• **WHAT THIS TASK INVOLVES**
Take the line that contains "let payload = vec![7u8; 4096];" as the first and the last line of the material as the final one; set down exactly the lines in that span.

• **EXERCISE DATA**
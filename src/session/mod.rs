// SPDX-License-Identifier: AGPL-3.0-or-later
// Copyright (C) 2012-2025 Andrei Maltsev

//! Session layer: specifiers, the registry that caches session objects, and
//! the input/output session implementations (spec §4.6, §4.7, §4.8).

pub mod input;
pub mod output;
pub mod registry;
pub mod specifier;

pub use input::{InboundTransfer, InputGroup, InputSession};
pub use output::{OutputSession, OutputTarget};
pub use registry::SessionRegistry;
pub use specifier::{
    DataSpecifier, InputSessionSpecifier, OutputSessionSpecifier, PayloadMetadata, Role,
    SessionSpecifier,
};
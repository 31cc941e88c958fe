// SPDX-License-Identifier: AGPL-3.0-or-later
// Copyright (C) 2012-2025 Andrei Maltsev

//! Layered result/status model for the transport (spec §7).
//!
//! `Success` and `PartialSuccess` are not error variants: they are carried by
//! [`SendOutcome`], the `Ok` side of a fallible send. Everything else a
//! transport operation can fail with is a [`TransportError`] variant.

use std::fmt;

use thiserror::Error;

/// Which layer observed the failure, mirrored from the status word the
/// original implementation packs result-kind/layer/errno into a single
/// value. We keep the same three-layer split but as a plain enum field
/// instead of bit-packed flags, since nothing downstream needs the packed
/// representation.
#[derive(Debug, Clone, Copy, PartialEq, Eq)]
pub enum Layer {
    Network,
    Transport,
    Presentation,
    Application,
}

/// Outcome of a redundant-interface send: either every interface accepted
/// the datagram, or only some did (best-effort policy, spec §7).
#[derive(Debug, Clone, Copy, PartialEq, Eq)]
pub enum SendOutcome {
    Success,
    PartialSuccess { accepted_interfaces: u8 },
}

impl SendOutcome {
    pub fn succeeded(self) -> bool {
        true
    }
}

#[derive(Debug, Error)]
pub enum TransportError {
    #[error("poll returned no events within the deadline")]
    Timeout,

    #[error("response session has not yet observed a matching request")]
    NotReady,

    #[error("operation attempted on a closed resource")]
    ResourceClosedError,

    #[error("operation attempted before initialize()")]
    UninitializedError,

    #[error("arena exhausted or capacity reached")]
    MemoryError,

    #[error("bind/connect rejected by the kernel (errno {errno})")]
    AddressError { errno: i32, source: std::io::Error },

    #[error("connection failed (errno {errno})")]
    ConnectionError { errno: i32, source: std::io::Error },

    #[error("network syscall failed (errno {errno})")]
    NetworkSystemError { errno: i16, source: std::io::Error },

    #[error("invalid argument: {0}")]
    InvalidArgumentError(String),

    #[error("invalid state: {0}")]
    InvalidStateError(String),

    #[error("not implemented: {0}")]
    NotImplementedError(&'static str),
}

impl TransportError {
    /// Wraps an I/O error observed at the socket boundary, classifying it
    /// per spec §4.2's bind/connect/send error mapping.
    pub fn from_bind_io(err: std::io::Error) -> Self {
        let errno = err.raw_os_error().unwrap_or(0);
        match err.kind() {
            std::io::ErrorKind::AddrNotAvailable | std::io::ErrorKind::AddrInUse => {
                TransportError::AddressError { errno, source: err }
            },
            _ => TransportError::NetworkSystemError {
                errno: errno.clamp(i16::MIN as i32, i16::MAX as i32) as i16,
                source: err,
            },
        }
    }

    pub fn from_connect_io(err: std::io::Error) -> Self {
        let errno = err.raw_os_error().unwrap_or(0);
        match err.kind() {
            std::io::ErrorKind::AddrNotAvailable => {
                TransportError::AddressError { errno, source: err }
            },
            _ => TransportError::ConnectionError { errno, source: err },
        }
    }

    pub fn from_syscall_io(err: std::io::Error) -> Self {
        let errno = err.raw_os_error().unwrap_or(0);
        TransportError::NetworkSystemError {
            errno: errno.clamp(i16::MIN as i32, i16::MAX as i32) as i16,
            source: err,
        }
    }

    /// Status is truthy iff kind in {Success, PartialSuccess}; errors are
    /// never truthy, so this is always false. Kept for symmetry with
    /// [`SendOutcome::succeeded`] and the `succeeded_or_timed_out` helper
    /// below, which together reproduce the "status is a tri-state result"
    /// shape from spec §7.
    pub fn succeeded(&self) -> bool {
        false
    }
}

/// `succeeded_or_timed_out` helper for poll callers (spec §7): a timeout is
/// not success, but it is not an actionable failure either.
pub fn succeeded_or_timed_out<T>(result: &TransportResult<T>) -> bool {
    match result {
        Ok(_) => true,
        Err(TransportError::Timeout) => true,
        Err(_) => false,
    }
}

pub type TransportResult<T> = Result<T, TransportError>;

impl fmt::Display for Layer {
    fn fmt(&self, f: &mut fmt::Formatter<'_>) -> fmt::Result {
        let s = match self {
            Layer::Network => "network",
            Layer::Transport => "transport",
            Layer::Presentation => "presentation",
            Layer::Application => "application",
        };
        write!(f, "{s}")
    }
}
// SPDX-License-Identifier: AGPL-3.0-or-later
// Copyright (C) 2012-2025 Andrei Maltsev

//! Cyphal/UDP v1 frame header pack/unpack, CRC, and fragmentation (spec
//! §3.5, §4.4). The zerocopy-backed header struct follows the same pattern
//! the teacher crate uses for its BHS PDU headers (`models/nop/request.rs`):
//! a `repr(C)` struct of fixed-endian integer wrappers that can be read and
//! written in place without a manual byte-shuffling encoder.

use crc::{CRC_16_XMODEM, Crc};
use zerocopy::{
    FromBytes, Immutable, IntoBytes, KnownLayout, LittleEndian, U16, U32, U64,
};

use crate::{
    address::{ANONYMOUS_NODE_ID, Priority, TransferKind},
    error::TransportError,
};

/// Header CRC algorithm. The teacher crate depended on `crc` (3.4.0) without
/// ever using it; this revives that dependency for the header checksum,
/// leaving `crc32c` (already used for the iSCSI header/data digests) for the
/// trailing multi-frame transfer CRC below.
const HEADER_CRC: Crc<u16> = Crc::<u16>::new(&CRC_16_XMODEM);

/// Size of the packed wire header, in bytes.
pub const HEADER_LEN: usize = 24;

/// Minimum payload capacity (bytes after the header) every implementation
/// must accept, per spec §4.4.
pub const MIN_MTU_PAYLOAD: usize = 68;

const EOT_BIT: u32 = 0x8000_0000;
const FRAME_INDEX_MASK: u32 = 0x7FFF_FFFF;

const SERVICE_NOT_MESSAGE_BIT: u16 = 0x8000;
const REQUEST_NOT_RESPONSE_BIT: u16 = 0x0200;
const SERVICE_ID_BITS: u16 = 0x01FF;
const SUBJECT_ID_BITS: u16 = 0x1FFF;

/// Packed Cyphal/UDP v1 header, wire order per spec §4.4: version, priority,
/// source node-ID, destination node-ID, data-specifier id, transfer-id,
/// frame index + EOT flag, reserved user data, header CRC.
///
/// `version` and `priority` are each a full byte rather than sub-byte
/// bitfields: the spec names them as a 1-byte version and a 3-bit priority,
/// but byte-aligning priority keeps the struct free of manual bit twiddling
/// without changing any observable field value (priority only ever takes
/// values 0..=7).
#[derive(Debug, Clone, Copy, PartialEq, Eq, IntoBytes, FromBytes, Immutable, KnownLayout)]
#[repr(C)]
pub struct FrameHeader {
    pub version: u8,
    pub priority: u8,
    pub source_node_id: U16<LittleEndian>,
    pub destination_node_id: U16<LittleEndian>,
    pub data_specifier: U16<LittleEndian>,
    pub transfer_id: U64<LittleEndian>,
    pub frame_index_eot: U32<LittleEndian>,
    pub user_data: U16<LittleEndian>,
    pub header_crc: U16<LittleEndian>,
}

/// Protocol version this crate implements.
pub const WIRE_VERSION: u8 = 1;

/// Logical contents of a decoded header, with the data-specifier bits
/// unpacked into `(kind, id)`.
#[derive(Debug, Clone, Copy, PartialEq, Eq)]
pub struct ParsedHeader {
    pub priority: Priority,
    pub source_node_id: u16,
    pub destination_node_id: u16,
    pub kind: TransferKind,
    pub port_id: u16,
    pub transfer_id: u64,
    pub frame_index: u32,
    pub end_of_transfer: bool,
}

fn encode_data_specifier(kind: TransferKind, port_id: u16) -> u16 {
    match kind {
        TransferKind::Message => port_id & SUBJECT_ID_BITS,
        TransferKind::Request => {
            SERVICE_NOT_MESSAGE_BIT | REQUEST_NOT_RESPONSE_BIT | (port_id & SERVICE_ID_BITS)
        },
        TransferKind::Response => SERVICE_NOT_MESSAGE_BIT | (port_id & SERVICE_ID_BITS),
    }
}

fn decode_data_specifier(raw: u16) -> (TransferKind, u16) {
    if raw & SERVICE_NOT_MESSAGE_BIT != 0 {
        let kind = if raw & REQUEST_NOT_RESPONSE_BIT != 0 {
            TransferKind::Request
        } else {
            TransferKind::Response
        };
        (kind, raw & SERVICE_ID_BITS)
    } else {
        (TransferKind::Message, raw & SUBJECT_ID_BITS)
    }
}

/// Packs a header into its wire representation, computing the header CRC
/// over the preceding bytes.
pub fn encode_header(parsed: &ParsedHeader) -> [u8; HEADER_LEN] {
    let mut frame_index_eot = parsed.frame_index & FRAME_INDEX_MASK;
    if parsed.end_of_transfer {
        frame_index_eot |= EOT_BIT;
    }

    let mut header = FrameHeader {
        version: WIRE_VERSION,
        priority: parsed.priority as u8,
        source_node_id: U16::new(parsed.source_node_id),
        destination_node_id: U16::new(parsed.destination_node_id),
        data_specifier: U16::new(encode_data_specifier(parsed.kind, parsed.port_id)),
        transfer_id: U64::new(parsed.transfer_id),
        frame_index_eot: U32::new(frame_index_eot),
        user_data: U16::new(0),
        header_crc: U16::new(0),
    };

    let crc = HEADER_CRC.checksum(&header.as_bytes()[..HEADER_LEN - 2]);
    header.header_crc = U16::new(crc);

    let mut out = [0u8; HEADER_LEN];
    out.copy_from_slice(header.as_bytes());
    out
}

/// Unpacks and validates a header. Returns `None` (not an error: spec §4.4
/// says a bad header CRC is dropped silently and only counted in
/// statistics) when the CRC does not verify or the version is unsupported.
pub fn decode_header(bytes: &[u8]) -> Option<ParsedHeader> {
    if bytes.len() < HEADER_LEN {
        return None;
    }
    let header = FrameHeader::ref_from_bytes(&bytes[..HEADER_LEN]).ok()?;

    let want = HEADER_CRC.checksum(&bytes[..HEADER_LEN - 2]);
    if header.header_crc.get() != want {
        return None;
    }
    if header.version != WIRE_VERSION {
        return None;
    }

    let priority = Priority::from_wire(header.priority)?;
    let (kind, port_id) = decode_data_specifier(header.data_specifier.get());
    let frame_index_eot = header.frame_index_eot.get();

    Some(ParsedHeader {
        priority,
        source_node_id: header.source_node_id.get(),
        destination_node_id: header.destination_node_id.get(),
        kind,
        port_id,
        transfer_id: header.transfer_id.get(),
        frame_index: frame_index_eot & FRAME_INDEX_MASK,
        end_of_transfer: frame_index_eot & EOT_BIT != 0,
    })
}

/// Trailing 32-bit transfer CRC appended to the final frame of a
/// multi-frame transfer (spec §4.4), computed over the full original
/// payload. Single-frame transfers carry no trailing CRC: they are already
/// covered by the header CRC alone.
pub fn transfer_crc(payload: &[u8]) -> u32 {
    crc32c::crc32c(payload)
}

/// Splits `payload` into on-wire frame payload fragments of at most
/// `mtu_payload_capacity` bytes each. A single-frame transfer (payload fits
/// in one fragment) carries no trailing CRC; a multi-frame transfer appends
/// the transfer CRC as a trailing fragment, pulled back into the last frame
/// if room remains or pushed into an additional final frame otherwise.
pub fn fragment_payload(payload: &[u8], mtu_payload_capacity: usize) -> Vec<Vec<u8>> {
    assert!(mtu_payload_capacity >= MIN_MTU_PAYLOAD);

    if payload.len() <= mtu_payload_capacity {
        return vec![payload.to_vec()];
    }

    let crc = transfer_crc(payload).to_le_bytes();
    let mut with_crc = Vec::with_capacity(payload.len() + crc.len());
    with_crc.extend_from_slice(payload);
    with_crc.extend_from_slice(&crc);

    with_crc
        .chunks(mtu_payload_capacity)
        .map(|c| c.to_vec())
        .collect()
}

/// Number of whole frames `fragment_payload` would produce for a payload of
/// `payload_len` bytes, without doing the copy. Used by callers that need
/// to size buffers up front.
pub fn frame_count_for(payload_len: usize, mtu_payload_capacity: usize) -> usize {
    if payload_len <= mtu_payload_capacity {
        1
    } else {
        (payload_len + 4).div_ceil(mtu_payload_capacity)
    }
}

/// Programmer-facing error for header fields that are out of range before
/// they ever reach the wire (spec §8.3 boundary behaviors).
pub fn validate_port_id(kind: TransferKind, port_id: u16) -> Result<(), TransportError> {
    let ok = match kind {
        TransferKind::Message => crate::address::is_valid_subject_id(port_id),
        TransferKind::Request | TransferKind::Response => {
            crate::address::is_valid_service_id(port_id)
        },
    };
    if ok {
        Ok(())
    } else {
        Err(TransportError::InvalidArgumentError(format!(
            "port id {port_id} out of range for {kind:?}"
        )))
    }
}

/// Source/destination node-ID pair as they go on the wire: anonymous
/// sources and broadcast message destinations both use [`ANONYMOUS_NODE_ID`].
pub fn wire_node_id(node_id: Option<u16>) -> u16 {
    node_id.unwrap_or(ANONYMOUS_NODE_ID)
}

#[cfg(test)]
mod tests {
    use super::*;

    fn sample_header() -> ParsedHeader {
        ParsedHeader {
            priority: Priority::Nominal,
            source_node_id: 42,
            destination_node_id: ANONYMOUS_NODE_ID,
            kind: TransferKind::Message,
            port_id: 7509,
            transfer_id: 12345,
            frame_index: 0,
            end_of_transfer: true,
        }
    }

    #[test]
    fn round_trips_message_header() {
        let original = sample_header();
        let bytes = encode_header(&original);
        let decoded = decode_header(&bytes).expect("valid header");
        assert_eq!(decoded, original);
    }

    #[test]
    fn round_trips_service_request_and_response() {
        for kind in [TransferKind::Request, TransferKind::Response] {
            let header = ParsedHeader {
                priority: Priority::High,
                source_node_id: 10,
                destination_node_id: 11,
                kind,
                port_id: 430,
                transfer_id: 0,
                frame_index: 0,
                end_of_transfer: true,
            };
            let bytes = encode_header(&header);
            let decoded = decode_header(&bytes).expect("valid header");
            assert_eq!(decoded, header);
        }
    }

    #[test]
    fn corrupted_header_fails_crc() {
        let mut bytes = encode_header(&sample_header());
        bytes[2] ^= 0xFF;
        assert!(decode_header(&bytes).is_none());
    }

    #[test]
    fn single_frame_payload_is_not_fragmented() {
        let payload = vec![1u8; 32];
        let frames = fragment_payload(&payload, 256);
        assert_eq!(frames.len(), 1);
        assert_eq!(frames[0], payload);
    }

    #[test]
    fn multi_frame_payload_carries_trailing_crc() {
        let payload = vec![7u8; 4096];
        let frames = fragment_payload(&payload, 1024);
        assert!(frames.len() > 1);
        assert_eq!(frame_count_for(payload.len(), 1024), frames.len());

        let mut reassembled: Vec<u8> =
            frames.iter().flat_map(|f| f.iter().copied()).collect();
        let crc_bytes: Vec<u8> = reassembled.split_off(reassembled.len() - 4);
        assert_eq!(reassembled, payload);
        assert_eq!(
            u32::from_le_bytes(crc_bytes.try_into().expect("4 bytes")),
            transfer_crc(&payload)
        );
    }
}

• **WRITTEN SOLUTION**
        let payload = vec![7u8; 4096];
        let frames = fragment_payload(&payload, 1024);
        assert!(frames.len() > 1);
        assert_eq!(frame_count_for(payload.len(), 1024), frames.len());

        let mut reassembled: Vec<u8> =
            frames.iter().flat_map(|f| f.iter().copied()).collect();
        let crc_bytes: Vec<u8> = reassembled.split_off(reassembled.len() - 4);
        assert_eq!(reassembled, payload);
        assert_eq!(
            u32::from_le_bytes(crc_bytes.try_into().expect("4 bytes")),
            transfer_crc(&payload)
        );
    }
}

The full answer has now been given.